• [Your objective]: Only an exact, line-for-line copy of the data will serve as the answer.

• [Task data]:
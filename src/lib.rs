//! cursorbuf
//!
//! Binary read/write cursor over a growable byte region.
//!
//! `cursorbuf` serializes and deserializes primitive values in a chosen byte
//! order, plus compact varints and length-prefixed strings and blobs. It is
//! designed as a small building block for:
//!
//! - network message encoding
//! - length-delimited framing
//! - binary file records
//!
//! The crate intentionally:
//! - does NOT describe its own wire format (byte order and framing are
//!   agreed out of band)
//! - does NOT synchronize a single buffer
//! - does NOT compress or encrypt
//!
//! # Wire format
//!
//! - fixed-width integers and IEEE-754 floats in the buffer's [`ByteOrder`]
//! - varints: 7 bits per byte, least significant group first, high bit set
//!   while more bytes follow, at most 10 bytes; signed values zig-zag mapped
//! - strings and blobs: unsigned varint byte count, then the raw bytes
//! - booleans: one byte, 1 or 0
//! - frames: 4-byte unsigned length head, then the payload
//!
//! # Encode / decode
//!
//! ```
//! use cursorbuf::{ByteOrder, CursorBuffer};
//!
//! let mut buf = CursorBuffer::new();
//! buf.set_byte_order(ByteOrder::LittleEndian)
//!     .write_u16(7)
//!     .write_varint_i64(-3)
//!     .write_string("hello");
//!
//! buf.set_position(0);
//! assert_eq!(buf.read_u16()?, 7);
//! assert_eq!(buf.read_varint_i64()?, -3);
//! assert_eq!(buf.read_string()?, "hello");
//! # Ok::<(), cursorbuf::BufferError>(())
//! ```
//!
//! # Pooling
//!
//! ```
//! use cursorbuf::BufferPool;
//!
//! let pool = BufferPool::new();
//! {
//!     let mut buf = pool.lease();
//!     buf.write_u64(42);
//! } // returned to the pool here
//! assert_eq!(pool.idle_len(), 1);
//! ```
//!
//! # Async (feature = "async-io")
//!
//! ```ignore
//! use futures_util::StreamExt;
//! use cursorbuf::{frames_async, FrameConfig};
//! use futures_io::AsyncRead;
//!
//! async fn demo<R: AsyncRead + Unpin>(reader: R) -> Result<(), cursorbuf::BufferError> {
//!     let mut stream = frames_async(reader, FrameConfig::default());
//!
//!     while let Some(frame) = stream.next().await {
//!         let frame = frame?;
//!         println!("frame {} bytes", frame.len());
//!     }
//!     Ok(())
//! }
//! ```

#![forbid(unsafe_code)]
#![warn(missing_docs)]

mod buffer;
mod codec;
mod config;
mod error;
mod frame;

#[cfg(feature = "async-io")]
mod async_stream;

//
// Public surface
//

pub use buffer::{BufferPool, CursorBuffer, HEAD_LEN, PoolStats, PooledBuffer, READ_STEP};
pub use codec::{
    ByteOrder, FixedWidth, MAX_VARINT_LEN_32, MAX_VARINT_LEN_64, encode_uvarint, uvarint_len,
    zigzag_decode, zigzag_encode,
};
pub use config::{
    BufferConfig, DEFAULT_INITIAL_CAPACITY, DEFAULT_MAX_FRAME_LEN, FrameConfig, PoolConfig,
};
pub use error::BufferError;
pub use frame::{FrameDecoder, FrameReader};

#[cfg(feature = "async-io")]
pub use async_stream::{FillFrom, FrameStream, frames_async};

• [Answer box]:
filename src/lib.rs
//! cursorbuf
//!
//! Binary read/write cursor over a growable byte region.
//!
//! `cursorbuf` serializes and deserializes primitive values in a chosen byte
//! order, plus compact varints and length-prefixed strings and blobs. It is
//! designed as a small building block for:
//!
//! - network message encoding
//! - length-delimited framing
//! - binary file records
//!
//! The crate intentionally:
//! - does NOT describe its own wire format (byte order and framing are
//!   agreed out of band)
//! - does NOT synchronize a single buffer
//! - does NOT compress or encrypt
//!
//! # Wire format
//!
//! - fixed-width integers and IEEE-754 floats in the buffer's [`ByteOrder`]
//! - varints: 7 bits per byte, least significant group first, high bit set
//!   while more bytes follow, at most 10 bytes; signed values zig-zag mapped
//! - strings and blobs: unsigned varint byte count, then the raw bytes
//! - booleans: one byte, 1 or 0
//! - frames: 4-byte unsigned length head, then the payload
//!
//! # Encode / decode
//!
//! ```
//! use cursorbuf::{ByteOrder, CursorBuffer};
//!
//! let mut buf = CursorBuffer::new();
//! buf.set_byte_order(ByteOrder::LittleEndian)
//!     .write_u16(7)
//!     .write_varint_i64(-3)
//!     .write_string("hello");
//!
//! buf.set_position(0);
//! assert_eq!(buf.read_u16()?, 7);
//! assert_eq!(buf.read_varint_i64()?, -3);
//! assert_eq!(buf.read_string()?, "hello");
//! # Ok::<(), cursorbuf::BufferError>(())
//! ```
//!
//! # Pooling
//!
//! ```
//! use cursorbuf::BufferPool;
//!
//! let pool = BufferPool::new();
//! {
//!     let mut buf = pool.lease();
//!     buf.write_u64(42);
//! } // returned to the pool here
//! assert_eq!(pool.idle_len(), 1);
//! ```
//!
//! # Async (feature = "async-io")
//!
//! ```ignore
//! use futures_util::StreamExt;
//! use cursorbuf::{frames_async, FrameConfig};
//! use futures_io::AsyncRead;
//!
//! async fn demo<R: AsyncRead + Unpin>(reader: R) -> Result<(), cursorbuf::BufferError> {
//!     let mut stream = frames_async(reader, FrameConfig::default());
//!
//!     while let Some(frame) = stream.next().await {
//!         let frame = frame?;
//!         println!("frame {} bytes", frame.len());
//!     }
//!     Ok(())
//! }
//! ```

#![forbid(unsafe_code)]
#![warn(missing_docs)]

mod buffer;
mod codec;
mod config;
mod error;
mod frame;

#[cfg(feature = "async-io")]
mod async_stream;

//
// Public surface
//

pub use buffer::{BufferPool, CursorBuffer, HEAD_LEN, PoolStats, PooledBuffer, READ_STEP};
pub use codec::{
    ByteOrder, FixedWidth, MAX_VARINT_LEN_32, MAX_VARINT_LEN_64, encode_uvarint, uvarint_len,
    zigzag_decode, zigzag_encode,
};
pub use config::{
    BufferConfig, DEFAULT_INITIAL_CAPACITY, DEFAULT_MAX_FRAME_LEN, FrameConfig, PoolConfig,
};
pub use error::BufferError;
pub use frame::{FrameDecoder, FrameReader};

#[cfg(feature = "async-io")]
pub use async_stream::{FillFrom, FrameStream, frames_async};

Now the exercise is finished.